Стоя на тропе, вьющейся по утесам над пляжем, Алекси едва не шатался под ветром. Такова уж погода в последних числах марта. Женская фигурка внизу, на песке, выглядела совсем маленькой.

Вода стояла низко, бурая полоса песка была окаймлена обломками дерева; волны принесли их и выбросили на берег. Джессика неторопливо обходила темные комки водорослей, иногда останавливалась, подбирала ракушку, рассматривала ее.

Скала Мертвеца находилась довольно далеко от материка, и идти от нее к высокому берегу в прилив было опасно. Много жизней оборвалось здесь, включая и жизнь первой жены Ярэка.

Дальше лежал Земляничный холм. В отлив туда нетрудно добраться пешком или на лодке. Однажды с этого полуострова смотрел на ненавистный край умирающий Камакани.

Неужели проклятие Камакани все-таки отберет у него Джессику? Алекси с трудом сглотнул. Может быть, она уже готовится уехать. Что-то ее явно беспокоит.

Она любит меня. Алекси был уверен в этом. Но если любит, как же сможет быть вдалеке? — думал он, возвращаясь в дом.

Как трудно ждать, чтобы она научилась доверять ему, рассказывать о своих тайных раздумьях. Куда труднее, чем бороться с какими бы то ни было вещественными препятствиями. Те-то он смог бы расчистить для нее своими сильными руками.

Когда Джессика вошла в дом, раскрасневшаяся от весеннего солнца, он все еще был во власти мрачных раздумий. А ее лукавая улыбка напоминала ребенка, распираемого своим ребячьим секретом. Секрет у нее есть, это точно.

Джессика встала на цыпочки, чтобы поцеловать его.

— Привет!

Он ответил на поцелуй и отошел в сторону.

— Твой принтер заело. Я наладил его. Факсы на столе.

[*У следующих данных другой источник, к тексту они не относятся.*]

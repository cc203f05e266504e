//! Course Orders Screen
//!
//! New-order table over static sample rows; searchable by order id,
//! instructor or student.

use leptos::prelude::*;
use leptos_listview::{create_list_signals, filter_items, first_index, page_slice, total_pages};

use crate::components::{input_value, Pagination};
use crate::models::CourseOrder;

const PAGE_SIZE: usize = 5;

fn sample_orders() -> Vec<CourseOrder> {
    let rows = [
        (1, "65d97e1e546cb760930b8c6c", "Jackie", "Testing16", "Feb 24, 2024", "450 AUD"),
        (2, "65b642741be44b4b5072a4d2", "John Moffit", "Jackie", "Jan 28, 2024", "617.5 USD"),
        (3, "655b3a9c8e85330aa958c052", "Jackie", "John Moffit", "Nov 20, 2023", "237.5 USD"),
        (4, "655734aa7f42d84163179882", "Jackie", "John Moffit", "Nov 17, 2023", "427.5 AUD"),
        (5, "65321e94bc64036c6b778071", "John Moffit", "Appysa", "Oct 20, 2023", "237.5 USD"),
        (6, "65259d2d42102302e4475b2", "Appysa", "John Moffit", "Oct 11, 2023", "332.5 USD"),
        (7, "6421be9b5fbbed04fe6f3362", "John Moffit", "Jackie", "Mar 27, 2023", "285 USD"),
    ];
    rows.into_iter()
        .map(|(id, order, instructor, student, date, cost)| CourseOrder {
            id,
            order_id: order.to_string(),
            instructor_name: instructor.to_string(),
            student_name: student.to_string(),
            order_date: date.to_string(),
            order_cost: cost.to_string(),
        })
        .collect()
}

#[component]
pub fn CourseOrders() -> impl IntoView {
    let (orders, _) = signal(sample_orders());
    let list = create_list_signals();

    let filtered = Memo::new(move |_| {
        filter_items(&orders.get(), &list.search_read.get(), |order| {
            vec![
                order.order_id.clone(),
                order.instructor_name.clone(),
                order.student_name.clone(),
            ]
        })
    });
    let pages = Signal::derive(move || total_pages(filtered.get().len(), PAGE_SIZE));
    let visible = Memo::new(move |_| page_slice(&filtered.get(), list.page_read.get(), PAGE_SIZE));

    view! {
        <div class="screen course-orders">
            <h4>"Course New Orders"</h4>

            <div class="list-toolbar">
                <input
                    type="text"
                    class="form-control search-input"
                    placeholder="Search Orders"
                    prop:value=move || list.search_read.get()
                    on:input=move |ev| list.set_search_term(input_value(&ev))
                />
            </div>

            <table class="table table-bordered">
                <thead>
                    <tr>
                        <th>"#"</th>
                        <th>"Order ID"</th>
                        <th>"Instructor"</th>
                        <th>"Student"</th>
                        <th>"Date"</th>
                        <th>"Cost"</th>
                    </tr>
                </thead>
                <tbody>
                    <Show
                        when=move || !visible.get().is_empty()
                        fallback=|| view! {
                            <tr><td colspan="6" class="text-center">"No orders found"</td></tr>
                        }
                    >
                        <For
                            each={move || visible.get().into_iter().enumerate().collect::<Vec<_>>()}
                            key=|(_, order)| order.id
                            children=move |(row, order)| view! {
                                <tr>
                                    <td>{move || first_index(list.page_read.get(), PAGE_SIZE) + row + 1}</td>
                                    <td>{order.order_id.clone()}</td>
                                    <td>{order.instructor_name.clone()}</td>
                                    <td>{order.student_name.clone()}</td>
                                    <td>{order.order_date.clone()}</td>
                                    <td>{order.order_cost.clone()}</td>
                                </tr>
                            }
                        />
                    </Show>
                </tbody>
            </table>

            <Pagination list=list total_pages=pages/>
        </div>
    }
}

— Говорила же им, чтобы слали их вечером, когда я работаю… — Джессика нахмурилась. — Что случилось?

Он кивнул на стол, и она кинулась читать. Побледнев, повернулась к Алекси.

— Я никогда не обещала ему ничего!

Но она обидела его, и Алекси обвиняюще сказал:

— Ты не веришь мне.

Глаза у нее округлились.

— Алекси, я доверю тебе свою жизнь…

Взмахом руки он прервал ее:

— Ты доверяешь мне настолько, что не говоришь, когда тебе угрожают.

— Ховард не угрожал мне.

— Он уже недалек от этого. Очень уверен, что добьется своего. А ты не ценишь меня настолько, чтобы сказать, как он давит на тебя. — Его акцент отчетливо чувствовался, как всегда при волнении. — По-твоему, я буду с тобой только в хорошую погоду? Или я должен защищать тебя и любить, лишь когда ты мне позволишь? Хоть бы раз пришла ко мне за утешением. Думаешь, такие должны быть отношения между мужчиной и женщиной?

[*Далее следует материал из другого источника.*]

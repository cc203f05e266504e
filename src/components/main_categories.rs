//! Main Categories Screen
//!
//! Category table with inline add form; deletes refetch the list (the
//! course forms read the same store-backed cache).

use leptos::prelude::*;
use leptos::task::spawn_local;
use leptos_listview::{create_list_signals, filter_items, first_index, page_slice, total_pages};

use crate::api;
use crate::components::{input_value, DeleteConfirmButton, Pagination};
use crate::context::{AppContext, ToastKind};
use crate::store::{store_set_categories, use_app_store, AppStateStoreFields};

const PAGE_SIZE: usize = 10;

#[component]
pub fn MainCategories() -> impl IntoView {
    let ctx = use_context::<AppContext>().expect("AppContext should be provided");
    let store = use_app_store();

    let (loading, set_loading) = signal(true);
    let (error, set_error) = signal(None::<String>);
    let (new_name, set_new_name) = signal(String::new());
    let list = create_list_signals();

    Effect::new(move |_| {
        let _ = ctx.reload_trigger.get();
        set_loading.set(true);
        spawn_local(async move {
            match api::fetch_categories().await {
                Ok(loaded) => {
                    store_set_categories(&store, loaded);
                    set_error.set(None);
                }
                Err(e) => {
                    web_sys::console::error_1(&format!("Error fetching categories: {e}").into());
                    set_error.set(Some("Failed to load categories. Please try again.".to_string()));
                }
            }
            set_loading.set(false);
        });
    });

    let filtered = Memo::new(move |_| {
        filter_items(&store.categories().get(), &list.search_read.get(), |category| {
            vec![category.category_name.clone()]
        })
    });
    let pages = Signal::derive(move || total_pages(filtered.get().len(), PAGE_SIZE));
    let visible = Memo::new(move |_| page_slice(&filtered.get(), list.page_read.get(), PAGE_SIZE));

    let add_category = move |ev: web_sys::SubmitEvent| {
        ev.prevent_default();
        let name = new_name.get().trim().to_string();
        if name.is_empty() {
            return;
        }
        spawn_local(async move {
            match api::create_category(&name).await {
                Ok(()) => {
                    set_new_name.set(String::new());
                    ctx.show_toast("Category created", ToastKind::Success);
                    ctx.reload();
                }
                Err(e) => {
                    ctx.show_toast(e.user_message("Failed to create category"), ToastKind::Error)
                }
            }
        });
    };

    let delete_category = move |id: u32| {
        spawn_local(async move {
            match api::delete_category(id).await {
                Ok(()) => ctx.reload(),
                Err(e) => {
                    web_sys::console::error_1(&format!("Error deleting category: {e}").into());
                    ctx.show_toast(
                        e.user_message("Failed to delete category. Please try again."),
                        ToastKind::Error,
                    );
                }
            }
        });
    };

    view! {
        <div class="screen main-categories">
            <h4>"Manage Categories"</h4>

            <form class="inline-add-form" on:submit=add_category>
                <input
                    type="text"
                    class="form-control"
                    placeholder="New category name..."
                    prop:value=move || new_name.get()
                    on:input=move |ev| set_new_name.set(input_value(&ev))
                />
                <button type="submit" class="btn btn-primary">"Add Category"</button>
            </form>

            <div class="list-toolbar">
                <span class="badge">{move || filtered.get().len()}</span>
                <input
                    type="text"
                    class="form-control search-input"
                    placeholder="Search categories..."
                    prop:value=move || list.search_read.get()
                    on:input=move |ev| list.set_search_term(input_value(&ev))
                />
            </div>

            <Show when=move || loading.get()>
                <p>"Loading categories data..."</p>
            </Show>
            {move || error.get().map(|message| view! { <p class="text-danger">{message}</p> })}

            <Show when=move || !loading.get() && error.get().is_none()>
                <table class="table table-bordered">
                    <thead>
                        <tr>
                            <th>"#"</th>
                            <th>"Category"</th>
                            <th>"Delete"</th>
                        </tr>
                    </thead>
                    <tbody>
                        <Show
                            when=move || !visible.get().is_empty()
                            fallback=|| view! {
                                <tr><td colspan="3" class="text-center">"No categories found"</td></tr>
                            }
                        >
                            <For
                                each={move || visible.get().into_iter().enumerate().collect::<Vec<_>>()}
                                key=|(_, category)| category.cid
                                children=move |(row, category)| {
                                    let cid = category.cid;
                                    view! {
                                        <tr>
                                            <td>{move || first_index(list.page_read.get(), PAGE_SIZE) + row + 1}</td>
                                            <td>{category.category_name.clone()}</td>
                                            <td>
                                                <DeleteConfirmButton
                                                    button_class="btn btn-danger btn-sm"
                                                    on_confirm=Callback::new(move |_| delete_category(cid))
                                                />
                                            </td>
                                        </tr>
                                    }
                                }
                            />
                        </Show>
                    </tbody>
                </table>

                <Pagination list=list total_pages=pages/>
            </Show>
        </div>
    }
}
#[cfg(test)]
mod tests {
    use super::*;

    fn make_quiz(question_count: usize) -> LessonDraft {
        let mut quiz = QuizDraft::default();
        for i in 0..question_count {
            quiz.questions.push(QuestionDraft {
                question: format!("Question {}", i + 1),
                options: [
                    "a".to_string(),
                    "b".to_string(),
                    "c".to_string(),
                    "d".to_string(),
                ],
                correct_answer: "a".to_string(),
                ..QuestionDraft::default()
            });
        }
        LessonDraft::Quiz(quiz)
    }

    #[test]
    fn test_add_lessons_preserves_insertion_order() {
        let mut lessons = Vec::new();
        push_lesson(&mut lessons, LessonKind::Video);
        push_lesson(&mut lessons, LessonKind::Quiz);

        assert_eq!(lessons.len(), 2);
        assert_eq!(lessons[0].kind(), LessonKind::Video);
        assert_eq!(lessons[1].kind(), LessonKind::Quiz);
    }

    #[test]
    fn test_new_quiz_starts_with_one_blank_question() {
        let quiz = empty_quiz();
        match quiz {
            LessonDraft::Quiz(q) => {
                assert_eq!(q.questions.len(), 1);
                assert!(q.questions[0].question.is_empty());
            }
            LessonDraft::Video(_) => panic!("expected quiz"),
        }
    }

    #[test]
    fn test_remove_lesson_by_position() {
        let mut lessons = vec![empty_video(), empty_quiz(), empty_video()];
        remove_lesson(&mut lessons, 1);
        assert_eq!(lessons.len(), 2);
        assert_eq!(lessons[0].kind(), LessonKind::Video);
        assert_eq!(lessons[1].kind(), LessonKind::Video);

        // past the end: no-op
        remove_lesson(&mut lessons, 9);
        assert_eq!(lessons.len(), 2);
    }

    #[test]
    fn test_remove_last_question_is_refused() {
        let mut lessons = vec![make_quiz(1)];
        remove_question(&mut lessons, 0, 0);
        match &lessons[0] {
            LessonDraft::Quiz(quiz) => assert_eq!(quiz.questions.len(), 1),
            LessonDraft::Video(_) => panic!("expected quiz"),
        }
    }

    #[test]
    fn test_remove_question_when_more_than_one() {
        let mut lessons = vec![make_quiz(3)];
        remove_question(&mut lessons, 0, 1);
        match &lessons[0] {
            LessonDraft::Quiz(quiz) => {
                assert_eq!(quiz.questions.len(), 2);
                assert_eq!(quiz.questions[0].question, "Question 1");
                assert_eq!(quiz.questions[1].question, "Question 3");
            }
            LessonDraft::Video(_) => panic!("expected quiz"),
        }
    }

    #[test]
    fn test_set_option_writes_one_slot() {
        let mut lessons = vec![make_quiz(1)];
        set_option(&mut lessons, 0, 0, 2, "updated".to_string());
        match &lessons[0] {
            LessonDraft::Quiz(quiz) => {
                assert_eq!(quiz.questions[0].options[2], "updated");
                assert_eq!(quiz.questions[0].options[0], "a");
            }
            LessonDraft::Video(_) => panic!("expected quiz"),
        }
    }

    #[test]
    fn test_set_option_out_of_bounds_is_ignored() {
        let mut lessons = vec![make_quiz(1)];
        set_option(&mut lessons, 0, 0, OPTION_COUNT, "oob".to_string());
        match &lessons[0] {
            LessonDraft::Quiz(quiz) => {
                assert!(quiz.questions[0].options.iter().all(|o| o != "oob"));
            }
            LessonDraft::Video(_) => panic!("expected quiz"),
        }
    }

    #[test]
    fn test_blank_order_defaults_to_position() {
        assert_eq!(lesson_order("", 2), 3);
        assert_eq!(lesson_order("  ", 0), 1);
        assert_eq!(lesson_order("7", 2), 7);
        assert_eq!(lesson_order("abc", 4), 5);
    }

    #[test]
    fn test_serializer_defaults_order_from_index() {
        let mut lessons = vec![empty_video(), empty_video(), empty_video()];
        if let LessonDraft::Video(video) = &mut lessons[2] {
            video.title = "Third".to_string();
        }
        let doc = course_document(&CourseFields::default(), &lessons);
        assert_eq!(doc.lessons[2].lession_order, 3);
        assert_eq!(doc.lessons[2].lession_title, "Third");
    }

    #[test]
    fn test_serializer_flattens_quiz_options() {
        let lessons = vec![make_quiz(1)];
        let doc = course_document(&CourseFields::default(), &lessons);

        let quiz = doc.lessons[0].quiz.as_ref().expect("quiz payload");
        assert_eq!(quiz.questions.len(), 1);
        assert_eq!(quiz.questions[0].option_1, "a");
        assert_eq!(quiz.questions[0].option_4, "d");
        assert_eq!(quiz.questions[0].correct_answer, "a");
        assert_eq!(doc.lessons[0].content_type, "Quiz");
        assert!(doc.lessons[0].duration.is_none());
    }

    #[test]
    fn test_serializer_keeps_ids_for_round_trip() {
        let mut lessons = vec![make_quiz(1)];
        if let LessonDraft::Quiz(quiz) = &mut lessons[0] {
            quiz.id = Some(11);
            quiz.quiz_id = Some(22);
            quiz.questions[0].id = Some(33);
        }
        let doc = course_document(&CourseFields::default(), &lessons);
        assert_eq!(doc.lessons[0].id, Some(11));
        let quiz = doc.lessons[0].quiz.as_ref().unwrap();
        assert_eq!(quiz.id, Some(22));
        assert_eq!(quiz.questions[0].id, Some(33));
    }

    #[test]
    fn test_new_lessons_serialize_without_ids() {
        let lessons = vec![empty_video()];
        let doc = course_document(&CourseFields::default(), &lessons);
        let json = serde_json::to_value(&doc).unwrap();
        assert!(json["lessons"][0].get("id").is_none());
        assert!(json["lessons"][0].get("quiz").is_none());
    }

    #[test]
    fn test_validate_rejects_missing_correct_answer() {
        let fields = CourseFields {
            title: "Rust 101".to_string(),
            parent_category: "Programming".to_string(),
            sub_category: "Systems".to_string(),
            level: "Beginner".to_string(),
            ..CourseFields::default()
        };
        let mut lessons = vec![make_quiz(1)];
        if let LessonDraft::Quiz(quiz) = &mut lessons[0] {
            quiz.title = "Check-in".to_string();
            quiz.questions[0].correct_answer = String::new();
        }
        let err = validate(&fields, &lessons).unwrap_err();
        assert!(err.contains("correct answer"));
    }

    #[test]
    fn test_validate_accepts_complete_form() {
        let fields = CourseFields {
            title: "Rust 101".to_string(),
            parent_category: "Programming".to_string(),
            sub_category: "Systems".to_string(),
            level: "Beginner".to_string(),
            ..CourseFields::default()
        };
        let mut lessons = vec![make_quiz(2)];
        if let LessonDraft::Quiz(quiz) = &mut lessons[0] {
            quiz.title = "Check-in".to_string();
        }
        assert!(validate(&fields, &lessons).is_ok());
    }

    #[test]
    fn test_hydrate_round_trip_preserves_ids_and_order() {
        use crate::models::{CourseDetail, LessonRecord, QuestionRecord, QuizRecord};

        let course = CourseDetail {
            id: 5,
            course_title: "Rust 101".to_string(),
            parent_category: Some("Programming".to_string()),
            sub_category: Some("Systems".to_string()),
            course_description: Some("desc".to_string()),
            course_requirements: None,
            course_level: Some("Beginner".to_string()),
            time_spend: Some("4h/week".to_string()),
            validity_days: Some(serde_json::json!(365)),
            course_price: Some(serde_json::json!("49.99")),
            course_image: None,
            preview_video: None,
            certificate_template: None,
            subscription_id: None,
            created_at: None,
            updated_at: None,
            lessons: vec![
                LessonRecord {
                    id: 1,
                    lession_title: "Intro".to_string(),
                    content_type: "Video".to_string(),
                    lession_order: Some(1),
                    description: Some("welcome".to_string()),
                    duration: Some(serde_json::json!(12)),
                    lession_image: Some("uploads/intro.png".to_string()),
                    lession_video: None,
                    document_url: None,
                    quiz: None,
                },
                LessonRecord {
                    id: 2,
                    lession_title: "Check-in".to_string(),
                    content_type: "Quiz".to_string(),
                    lession_order: Some(2),
                    description: None,
                    duration: None,
                    lession_image: None,
                    lession_video: None,
                    document_url: None,
                    quiz: Some(QuizRecord {
                        id: 9,
                        quiz_title: Some("Check-in".to_string()),
                        questions: vec![QuestionRecord {
                            id: 42,
                            question: Some("2 + 2?".to_string()),
                            option_1: Some("3".to_string()),
                            option_2: Some("4".to_string()),
                            option_3: Some("5".to_string()),
                            option_4: Some("6".to_string()),
                            correct_answer: Some("4".to_string()),
                        }],
                    }),
                },
            ],
        };

        let (fields, lessons) = hydrate(&course);
        assert_eq!(fields.title, "Rust 101");
        assert_eq!(fields.validity_days, "365");
        assert_eq!(fields.price, "49.99");
        assert_eq!(lessons.len(), 2);

        let doc = course_document(&fields, &lessons);
        assert_eq!(doc.lessons[0].id, Some(1));
        assert_eq!(doc.lessons[0].duration.as_deref(), Some("12"));
        assert_eq!(doc.lessons[1].id, Some(2));
        let quiz = doc.lessons[1].quiz.as_ref().unwrap();
        assert_eq!(quiz.id, Some(9));
        assert_eq!(quiz.questions[0].id, Some(42));
        assert_eq!(quiz.questions[0].correct_answer, "4");
    }
}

Джессика покачала головой. Алекси уже знал этот ее жест: она приняла твердое решение.

— Ховард — это другой мир. Пусть там и остается.

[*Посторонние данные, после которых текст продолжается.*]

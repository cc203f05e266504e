//! View Courses Screen
//!
//! Approved-course table with a full-detail modal (lessons sorted by
//! order, quiz answers marked), edit navigation and delete.

use leptos::prelude::*;
use leptos::task::spawn_local;
use leptos_listview::{create_list_signals, filter_items, first_index, page_slice, total_pages};

use crate::api;
use crate::components::{input_value, DeleteConfirmButton, Pagination};
use crate::context::{AppContext, Screen, ToastKind};
use crate::models::{CourseDetail, LessonRecord};

const PAGE_SIZE: usize = 5;

#[component]
pub fn ViewCourses() -> impl IntoView {
    let ctx = use_context::<AppContext>().expect("AppContext should be provided");

    let (courses, set_courses) = signal(Vec::new());
    let (loading, set_loading) = signal(true);
    let (error, set_error) = signal(None::<String>);
    let (selected, set_selected) = signal(None::<CourseDetail>);
    let list = create_list_signals();

    Effect::new(move |_| {
        let _ = ctx.reload_trigger.get();
        set_loading.set(true);
        spawn_local(async move {
            match api::fetch_courses().await {
                Ok(loaded) => {
                    set_courses.set(loaded);
                    set_error.set(None);
                }
                Err(e) => {
                    web_sys::console::error_1(&format!("Error fetching courses: {e}").into());
                    set_error.set(Some("Failed to fetch courses".to_string()));
                }
            }
            set_loading.set(false);
        });
    });

    let filtered = Memo::new(move |_| {
        filter_items(&courses.get(), &list.search_read.get(), |course| {
            vec![course.course_title.clone()]
        })
    });
    let pages = Signal::derive(move || total_pages(filtered.get().len(), PAGE_SIZE));
    let visible = Memo::new(move |_| page_slice(&filtered.get(), list.page_read.get(), PAGE_SIZE));

    let view_course = move |id: u32| {
        spawn_local(async move {
            match api::fetch_course(id).await {
                Ok(course) => set_selected.set(Some(course)),
                Err(e) => {
                    web_sys::console::error_1(
                        &format!("Error fetching course details: {e}").into(),
                    );
                    ctx.show_toast(
                        e.user_message("Failed to fetch course details"),
                        ToastKind::Error,
                    );
                }
            }
        });
    };

    let delete_course = move |id: u32| {
        spawn_local(async move {
            match api::delete_course(id).await {
                Ok(()) => {
                    set_courses.update(|courses| courses.retain(|c| c.id != id));
                    ctx.show_toast("Course deleted", ToastKind::Success);
                }
                Err(e) => {
                    web_sys::console::error_1(&format!("Error deleting course: {e}").into());
                    ctx.show_toast(e.user_message("Failed to delete course"), ToastKind::Error);
                }
            }
        });
    };

    view! {
        <div class="screen view-courses">
            <h4>"Manage Approved Courses"</h4>

            <div class="list-toolbar">
                <input
                    type="text"
                    class="form-control search-input"
                    placeholder="Search Courses"
                    prop:value=move || list.search_read.get()
                    on:input=move |ev| list.set_search_term(input_value(&ev))
                />
            </div>

            <Show when=move || loading.get()>
                <p>"Loading courses..."</p>
            </Show>
            {move || error.get().map(|message| view! { <p class="text-danger">{message}</p> })}

            <Show when=move || !loading.get() && error.get().is_none()>
                <table class="table table-bordered">
                    <thead>
                        <tr>
                            <th>"#"</th>
                            <th>"Course Title"</th>
                            <th>"Category"</th>
                            <th>"Subcategory"</th>
                            <th>"Level"</th>
                            <th>"Duration"</th>
                            <th>"View"</th>
                            <th>"Edit"</th>
                            <th>"Delete"</th>
                        </tr>
                    </thead>
                    <tbody>
                        <Show
                            when=move || !visible.get().is_empty()
                            fallback=|| view! {
                                <tr><td colspan="9" class="text-center">"No courses found"</td></tr>
                            }
                        >
                            <For
                                each={move || visible.get().into_iter().enumerate().collect::<Vec<_>>()}
                                key=|(_, course)| course.id
                                children=move |(row, course)| {
                                    let id = course.id;
                                    view! {
                                        <tr>
                                            <td>{move || first_index(list.page_read.get(), PAGE_SIZE) + row + 1}</td>
                                            <td>{course.course_title.clone()}</td>
                                            <td>{course.parent_category.clone().unwrap_or_default()}</td>
                                            <td>{course.sub_category.clone().unwrap_or_default()}</td>
                                            <td>{course.course_level.clone().unwrap_or_default()}</td>
                                            <td>{course.time_spend.clone().unwrap_or_default()}</td>
                                            <td>
                                                <button class="btn btn-info" on:click=move |_| view_course(id)>
                                                    "View"
                                                </button>
                                            </td>
                                            <td>
                                                <button
                                                    class="btn btn-primary"
                                                    on:click=move |_| ctx.navigate(Screen::EditCourse(id))
                                                >
                                                    "Edit"
                                                </button>
                                            </td>
                                            <td>
                                                <DeleteConfirmButton
                                                    button_class="btn btn-danger"
                                                    on_confirm=Callback::new(move |_| delete_course(id))
                                                />
                                            </td>
                                        </tr>
                                    }
                                }
                            />
                        </Show>
                    </tbody>
                </table>

                <Pagination list=list total_pages=pages/>
            </Show>

            {move || selected.get().map(|course| view! {
                <CourseDetailModal course=course on_close=Callback::new(move |_| set_selected.set(None))/>
            })}
        </div>
    }
}

/// Lessons in display order (by stored `lession_order`)
fn sorted_lessons(course: &CourseDetail) -> Vec<LessonRecord> {
    let mut lessons = course.lessons.clone();
    lessons.sort_by_key(|lesson| lesson.lession_order.unwrap_or(0));
    lessons
}

#[component]
fn CourseDetailModal(course: CourseDetail, on_close: Callback<()>) -> impl IntoView {
    let lessons = sorted_lessons(&course);
    let video_count = lessons.iter().filter(|l| l.is_video()).count();
    let quiz_count = lessons.iter().filter(|l| l.is_quiz()).count();

    view! {
        <div class="modal-backdrop">
            <div class="modal-dialog modal-xl">
                <div class="modal-header">
                    <h5>{course.course_title.clone()}</h5>
                    <button class="btn-close" on:click=move |_| on_close.run(())>"×"</button>
                </div>
                <div class="modal-body">
                    <h6>"Course Overview"</h6>
                    <p><strong>"Course ID: "</strong>{course.id}</p>
                    <p><strong>"Category: "</strong>{course.parent_category.clone().unwrap_or_default()}</p>
                    <p><strong>"Subcategory: "</strong>{course.sub_category.clone().unwrap_or_default()}</p>
                    <p><strong>"Level: "</strong>{course.course_level.clone().unwrap_or_default()}</p>
                    <p><strong>"Duration: "</strong>{course.time_spend.clone().unwrap_or_default()}</p>
                    <p>
                        <strong>"Description: "</strong>
                        {course.course_description.clone().unwrap_or_default()}
                    </p>
                    <p>
                        <strong>"Requirements: "</strong>
                        {course
                            .course_requirements
                            .clone()
                            .unwrap_or_else(|| "No specific requirements".to_string())}
                    </p>

                    {course.course_image.clone().map(|path| view! {
                        <img class="course-thumbnail" src=api::asset_url(&path) alt="Course thumbnail"/>
                    })}

                    <div class="course-stats">
                        <span>"Total Lessons: " {lessons.len()}</span>
                        <span>"Video Lessons: " {video_count}</span>
                        <span>"Quiz Lessons: " {quiz_count}</span>
                    </div>

                    <h6>"Course Lessons"</h6>
                    <Show
                        when={
                            let has_lessons = !lessons.is_empty();
                            move || has_lessons
                        }
                        fallback=|| view! { <p>"This course has no lessons yet."</p> }
                    >
                        {lessons
                            .iter()
                            .enumerate()
                            .map(|(index, lesson)| lesson_card(index, lesson))
                            .collect_view()}
                    </Show>
                </div>
            </div>
        </div>
    }
}

fn lesson_card(index: usize, lesson: &LessonRecord) -> impl IntoView {
    let badge = if lesson.is_video() { "Video" } else { "Quiz" };
    let questions = lesson
        .quiz
        .as_ref()
        .map(|quiz| quiz.questions.clone())
        .unwrap_or_default();

    view! {
        <div class="lesson-card">
            <div class="lesson-card-header">
                <span class="badge">{badge}</span>
                <span>{format!("{}. ", index + 1)}</span>
                <strong>{lesson.lession_title.clone()}</strong>
            </div>
            <p>
                <strong>"Description: "</strong>
                {lesson
                    .description
                    .clone()
                    .unwrap_or_else(|| "No description available".to_string())}
            </p>
            <p><strong>"Order: "</strong>{lesson.lession_order.unwrap_or(0)}</p>

            {questions
                .iter()
                .enumerate()
                .map(|(q_index, question)| {
                    let correct = question.correct_answer.clone().unwrap_or_default();
                    let options = [
                        question.option_1.clone().unwrap_or_default(),
                        question.option_2.clone().unwrap_or_default(),
                        question.option_3.clone().unwrap_or_default(),
                        question.option_4.clone().unwrap_or_default(),
                    ];
                    view! {
                        <div class="question-card">
                            <h6>{format!("Question {}", q_index + 1)}</h6>
                            <p>{question.question.clone().unwrap_or_default()}</p>
                            <ol type="a">
                                {options
                                    .iter()
                                    .map(|option| {
                                        let is_correct = !correct.is_empty() && *option == correct;
                                        let text = if is_correct {
                                            format!("{option} (Correct)")
                                        } else {
                                            option.clone()
                                        };
                                        view! {
                                            <li class=move || {
                                                if is_correct { "text-success" } else { "" }
                                            }>
                                                {text}
                                            </li>
                                        }
                                    })
                                    .collect_view()}
                            </ol>
                        </div>
                    }
                })
                .collect_view()}
        </div>
    }
}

— Так вот почему ты возвращаешься — чтобы управляться с ним.

Новая мысль поразила Алекси, и он не замедлил высказать ее — сильно окрашенную акцентом:

— Ты считаешь… ты защищаешь меня, так?

— Алекси, ты расстроился…

— Ты представляешь себе, как трудно мне не кинуться к Ховарду немедленно?

— Да, — прошептала она. — Пожалуйста, не надо.